Data to process:
▽

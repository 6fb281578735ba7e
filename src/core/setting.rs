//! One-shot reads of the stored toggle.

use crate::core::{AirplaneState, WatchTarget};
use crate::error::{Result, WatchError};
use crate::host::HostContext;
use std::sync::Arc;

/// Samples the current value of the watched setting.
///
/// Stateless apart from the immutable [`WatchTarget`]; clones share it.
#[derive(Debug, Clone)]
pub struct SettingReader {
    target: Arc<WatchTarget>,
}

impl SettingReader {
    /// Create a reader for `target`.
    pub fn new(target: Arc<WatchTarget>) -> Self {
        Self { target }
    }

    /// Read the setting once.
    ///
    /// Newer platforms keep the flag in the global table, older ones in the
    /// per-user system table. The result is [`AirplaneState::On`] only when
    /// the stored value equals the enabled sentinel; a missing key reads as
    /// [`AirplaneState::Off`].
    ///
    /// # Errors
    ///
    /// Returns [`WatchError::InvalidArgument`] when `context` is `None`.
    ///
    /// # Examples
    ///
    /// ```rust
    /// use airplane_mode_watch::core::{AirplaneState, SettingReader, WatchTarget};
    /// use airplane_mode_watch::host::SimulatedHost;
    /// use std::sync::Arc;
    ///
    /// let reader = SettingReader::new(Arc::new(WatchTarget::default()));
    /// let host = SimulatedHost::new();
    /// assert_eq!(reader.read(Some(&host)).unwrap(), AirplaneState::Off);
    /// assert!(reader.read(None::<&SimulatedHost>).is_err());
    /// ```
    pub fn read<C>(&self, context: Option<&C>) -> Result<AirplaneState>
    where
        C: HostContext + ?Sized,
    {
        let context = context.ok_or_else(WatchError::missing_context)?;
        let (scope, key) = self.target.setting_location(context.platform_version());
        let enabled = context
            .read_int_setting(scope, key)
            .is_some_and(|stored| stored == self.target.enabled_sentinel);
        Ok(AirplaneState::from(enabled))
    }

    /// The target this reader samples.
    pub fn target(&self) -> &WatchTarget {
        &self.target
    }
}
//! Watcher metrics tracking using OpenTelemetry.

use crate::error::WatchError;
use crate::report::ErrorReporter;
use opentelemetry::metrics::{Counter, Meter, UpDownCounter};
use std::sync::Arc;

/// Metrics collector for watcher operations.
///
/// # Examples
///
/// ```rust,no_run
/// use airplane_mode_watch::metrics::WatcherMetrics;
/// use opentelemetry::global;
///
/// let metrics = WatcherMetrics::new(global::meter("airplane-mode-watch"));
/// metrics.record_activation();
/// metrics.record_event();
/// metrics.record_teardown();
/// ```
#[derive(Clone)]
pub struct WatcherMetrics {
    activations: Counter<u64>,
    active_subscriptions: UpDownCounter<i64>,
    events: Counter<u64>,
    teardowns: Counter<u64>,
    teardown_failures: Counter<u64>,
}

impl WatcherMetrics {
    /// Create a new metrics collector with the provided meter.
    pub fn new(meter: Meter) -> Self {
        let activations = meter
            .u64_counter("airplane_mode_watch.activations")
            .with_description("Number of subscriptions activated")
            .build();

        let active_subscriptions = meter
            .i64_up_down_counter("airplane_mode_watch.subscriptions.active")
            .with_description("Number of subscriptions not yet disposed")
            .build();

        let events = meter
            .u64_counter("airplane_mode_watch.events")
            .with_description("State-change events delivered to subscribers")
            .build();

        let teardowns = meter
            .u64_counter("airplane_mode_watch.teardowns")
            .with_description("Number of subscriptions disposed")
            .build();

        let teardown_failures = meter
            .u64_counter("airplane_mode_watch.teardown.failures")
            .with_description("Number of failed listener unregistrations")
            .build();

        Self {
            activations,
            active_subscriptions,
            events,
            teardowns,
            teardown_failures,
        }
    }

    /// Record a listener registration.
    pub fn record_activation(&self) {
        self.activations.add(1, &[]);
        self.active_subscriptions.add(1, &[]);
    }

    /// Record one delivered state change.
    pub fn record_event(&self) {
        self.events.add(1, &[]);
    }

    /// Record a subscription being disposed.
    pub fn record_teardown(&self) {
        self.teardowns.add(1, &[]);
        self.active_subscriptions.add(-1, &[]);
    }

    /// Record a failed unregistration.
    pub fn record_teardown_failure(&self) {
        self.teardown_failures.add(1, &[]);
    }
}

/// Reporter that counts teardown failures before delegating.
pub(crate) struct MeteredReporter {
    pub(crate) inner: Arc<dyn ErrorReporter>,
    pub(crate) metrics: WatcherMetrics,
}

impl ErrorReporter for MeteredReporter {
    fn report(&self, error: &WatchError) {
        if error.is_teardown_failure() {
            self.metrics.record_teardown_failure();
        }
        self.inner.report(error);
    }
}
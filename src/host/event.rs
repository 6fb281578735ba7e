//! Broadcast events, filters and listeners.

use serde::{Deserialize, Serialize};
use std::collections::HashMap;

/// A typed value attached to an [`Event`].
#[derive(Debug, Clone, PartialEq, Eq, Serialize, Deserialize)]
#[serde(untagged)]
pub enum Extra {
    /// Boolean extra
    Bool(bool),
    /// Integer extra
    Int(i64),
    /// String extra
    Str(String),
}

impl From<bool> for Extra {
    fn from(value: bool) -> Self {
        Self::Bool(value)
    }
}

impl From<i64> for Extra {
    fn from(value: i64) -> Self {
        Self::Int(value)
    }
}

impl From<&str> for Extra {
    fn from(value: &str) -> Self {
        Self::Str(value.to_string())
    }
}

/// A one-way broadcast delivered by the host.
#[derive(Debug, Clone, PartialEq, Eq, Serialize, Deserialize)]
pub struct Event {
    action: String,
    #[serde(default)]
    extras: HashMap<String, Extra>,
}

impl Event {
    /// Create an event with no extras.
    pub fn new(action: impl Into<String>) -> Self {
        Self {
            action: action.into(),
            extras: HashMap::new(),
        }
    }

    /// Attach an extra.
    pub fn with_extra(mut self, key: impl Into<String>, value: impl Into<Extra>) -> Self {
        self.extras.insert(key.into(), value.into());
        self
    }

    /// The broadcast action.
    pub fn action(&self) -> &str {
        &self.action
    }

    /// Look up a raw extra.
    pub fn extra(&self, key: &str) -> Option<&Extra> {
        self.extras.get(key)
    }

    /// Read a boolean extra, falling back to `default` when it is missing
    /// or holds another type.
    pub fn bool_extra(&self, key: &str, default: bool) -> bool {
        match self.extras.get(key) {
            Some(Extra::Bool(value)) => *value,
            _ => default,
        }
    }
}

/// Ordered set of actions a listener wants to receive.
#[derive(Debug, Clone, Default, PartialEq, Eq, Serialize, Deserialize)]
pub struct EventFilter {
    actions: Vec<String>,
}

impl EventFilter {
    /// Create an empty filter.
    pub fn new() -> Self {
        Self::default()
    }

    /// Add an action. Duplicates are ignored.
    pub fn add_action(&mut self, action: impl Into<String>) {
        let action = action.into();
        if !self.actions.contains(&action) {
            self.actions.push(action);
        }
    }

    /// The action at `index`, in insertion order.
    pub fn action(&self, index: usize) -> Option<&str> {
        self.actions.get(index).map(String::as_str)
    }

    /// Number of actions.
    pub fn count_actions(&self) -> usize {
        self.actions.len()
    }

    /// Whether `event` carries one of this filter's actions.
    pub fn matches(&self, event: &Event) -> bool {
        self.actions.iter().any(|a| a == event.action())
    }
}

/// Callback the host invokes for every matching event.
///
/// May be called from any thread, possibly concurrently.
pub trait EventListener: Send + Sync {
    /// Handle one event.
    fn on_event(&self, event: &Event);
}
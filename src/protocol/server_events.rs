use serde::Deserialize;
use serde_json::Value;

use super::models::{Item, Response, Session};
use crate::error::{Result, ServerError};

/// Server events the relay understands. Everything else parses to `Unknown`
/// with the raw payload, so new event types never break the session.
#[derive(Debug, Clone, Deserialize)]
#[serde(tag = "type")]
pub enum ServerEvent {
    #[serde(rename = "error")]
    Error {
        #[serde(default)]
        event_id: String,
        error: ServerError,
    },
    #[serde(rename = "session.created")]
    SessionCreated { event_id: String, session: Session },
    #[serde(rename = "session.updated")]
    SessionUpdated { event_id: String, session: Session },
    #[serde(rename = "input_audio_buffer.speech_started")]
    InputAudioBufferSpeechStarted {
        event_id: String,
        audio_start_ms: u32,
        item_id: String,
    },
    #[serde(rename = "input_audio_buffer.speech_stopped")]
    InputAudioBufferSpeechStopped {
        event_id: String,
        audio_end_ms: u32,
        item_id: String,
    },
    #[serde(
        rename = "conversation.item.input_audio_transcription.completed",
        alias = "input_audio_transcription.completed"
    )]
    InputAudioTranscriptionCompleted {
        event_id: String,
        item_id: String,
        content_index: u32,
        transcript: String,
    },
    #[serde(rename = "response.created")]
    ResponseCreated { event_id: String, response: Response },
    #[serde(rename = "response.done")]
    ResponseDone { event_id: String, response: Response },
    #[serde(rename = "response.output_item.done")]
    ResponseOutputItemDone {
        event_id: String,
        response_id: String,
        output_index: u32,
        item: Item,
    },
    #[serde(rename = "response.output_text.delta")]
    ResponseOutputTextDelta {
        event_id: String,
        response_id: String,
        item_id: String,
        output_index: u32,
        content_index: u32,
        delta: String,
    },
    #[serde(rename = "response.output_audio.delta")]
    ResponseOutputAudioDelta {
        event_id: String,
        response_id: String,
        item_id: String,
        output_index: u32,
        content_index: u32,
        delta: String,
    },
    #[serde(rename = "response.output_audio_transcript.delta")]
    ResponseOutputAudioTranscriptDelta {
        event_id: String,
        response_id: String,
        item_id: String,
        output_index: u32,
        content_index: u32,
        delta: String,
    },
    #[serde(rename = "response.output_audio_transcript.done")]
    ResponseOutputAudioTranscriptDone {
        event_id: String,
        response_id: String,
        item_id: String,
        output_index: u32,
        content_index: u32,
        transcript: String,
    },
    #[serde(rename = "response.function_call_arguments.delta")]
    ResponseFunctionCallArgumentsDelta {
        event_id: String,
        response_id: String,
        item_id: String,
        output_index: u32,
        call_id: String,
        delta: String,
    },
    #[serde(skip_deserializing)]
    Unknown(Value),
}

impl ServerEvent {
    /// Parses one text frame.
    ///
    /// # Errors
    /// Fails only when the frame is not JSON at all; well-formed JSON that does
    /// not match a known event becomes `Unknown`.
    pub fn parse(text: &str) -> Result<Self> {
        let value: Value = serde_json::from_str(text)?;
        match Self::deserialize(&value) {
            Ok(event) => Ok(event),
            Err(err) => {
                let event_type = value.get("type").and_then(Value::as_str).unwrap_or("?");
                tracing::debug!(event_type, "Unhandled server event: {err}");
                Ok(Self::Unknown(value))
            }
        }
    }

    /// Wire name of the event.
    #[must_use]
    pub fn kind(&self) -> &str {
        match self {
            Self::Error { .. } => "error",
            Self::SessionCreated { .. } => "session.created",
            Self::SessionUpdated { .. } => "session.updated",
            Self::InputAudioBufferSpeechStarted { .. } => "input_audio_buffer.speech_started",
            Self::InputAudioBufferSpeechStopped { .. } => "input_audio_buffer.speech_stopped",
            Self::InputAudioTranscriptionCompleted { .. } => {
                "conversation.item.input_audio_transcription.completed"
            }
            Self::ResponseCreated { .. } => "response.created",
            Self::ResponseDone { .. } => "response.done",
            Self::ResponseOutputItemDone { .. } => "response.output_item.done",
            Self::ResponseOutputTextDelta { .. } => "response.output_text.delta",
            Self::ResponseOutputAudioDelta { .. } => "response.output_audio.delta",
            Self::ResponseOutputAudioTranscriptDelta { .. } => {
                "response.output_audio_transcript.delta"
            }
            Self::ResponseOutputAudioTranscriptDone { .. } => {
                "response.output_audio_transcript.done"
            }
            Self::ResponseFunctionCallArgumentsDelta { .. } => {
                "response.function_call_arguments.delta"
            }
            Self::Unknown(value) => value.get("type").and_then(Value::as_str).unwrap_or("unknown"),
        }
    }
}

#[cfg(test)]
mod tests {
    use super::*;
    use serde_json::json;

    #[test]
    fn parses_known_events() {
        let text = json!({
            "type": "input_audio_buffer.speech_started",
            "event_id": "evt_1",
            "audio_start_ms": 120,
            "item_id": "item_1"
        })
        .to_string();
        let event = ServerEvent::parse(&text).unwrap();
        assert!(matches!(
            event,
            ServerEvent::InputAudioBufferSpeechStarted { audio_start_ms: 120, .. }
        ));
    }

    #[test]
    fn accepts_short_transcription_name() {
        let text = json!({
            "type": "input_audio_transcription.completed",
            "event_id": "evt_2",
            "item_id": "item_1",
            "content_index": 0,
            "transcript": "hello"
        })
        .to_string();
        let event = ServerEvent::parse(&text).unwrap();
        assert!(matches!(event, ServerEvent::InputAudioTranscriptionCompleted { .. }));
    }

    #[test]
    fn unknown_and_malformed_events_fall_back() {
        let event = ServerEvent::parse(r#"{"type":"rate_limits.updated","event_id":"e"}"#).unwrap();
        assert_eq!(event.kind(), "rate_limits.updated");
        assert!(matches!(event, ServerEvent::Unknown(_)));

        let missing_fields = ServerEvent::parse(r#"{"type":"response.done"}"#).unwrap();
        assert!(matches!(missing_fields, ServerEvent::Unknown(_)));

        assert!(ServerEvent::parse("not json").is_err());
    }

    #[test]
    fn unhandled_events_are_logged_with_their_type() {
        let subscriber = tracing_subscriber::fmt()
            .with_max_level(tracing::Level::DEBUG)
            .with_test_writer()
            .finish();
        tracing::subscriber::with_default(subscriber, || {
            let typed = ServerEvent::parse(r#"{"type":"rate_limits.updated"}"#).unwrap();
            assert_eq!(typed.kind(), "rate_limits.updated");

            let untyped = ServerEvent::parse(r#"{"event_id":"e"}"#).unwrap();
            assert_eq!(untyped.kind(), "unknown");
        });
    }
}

△

Work order: You are asked to count the lines of the records above in which the word "ResponseOutputAudioTranscriptDelta" occurs, and to give only that number.

Answer to this exercise: 2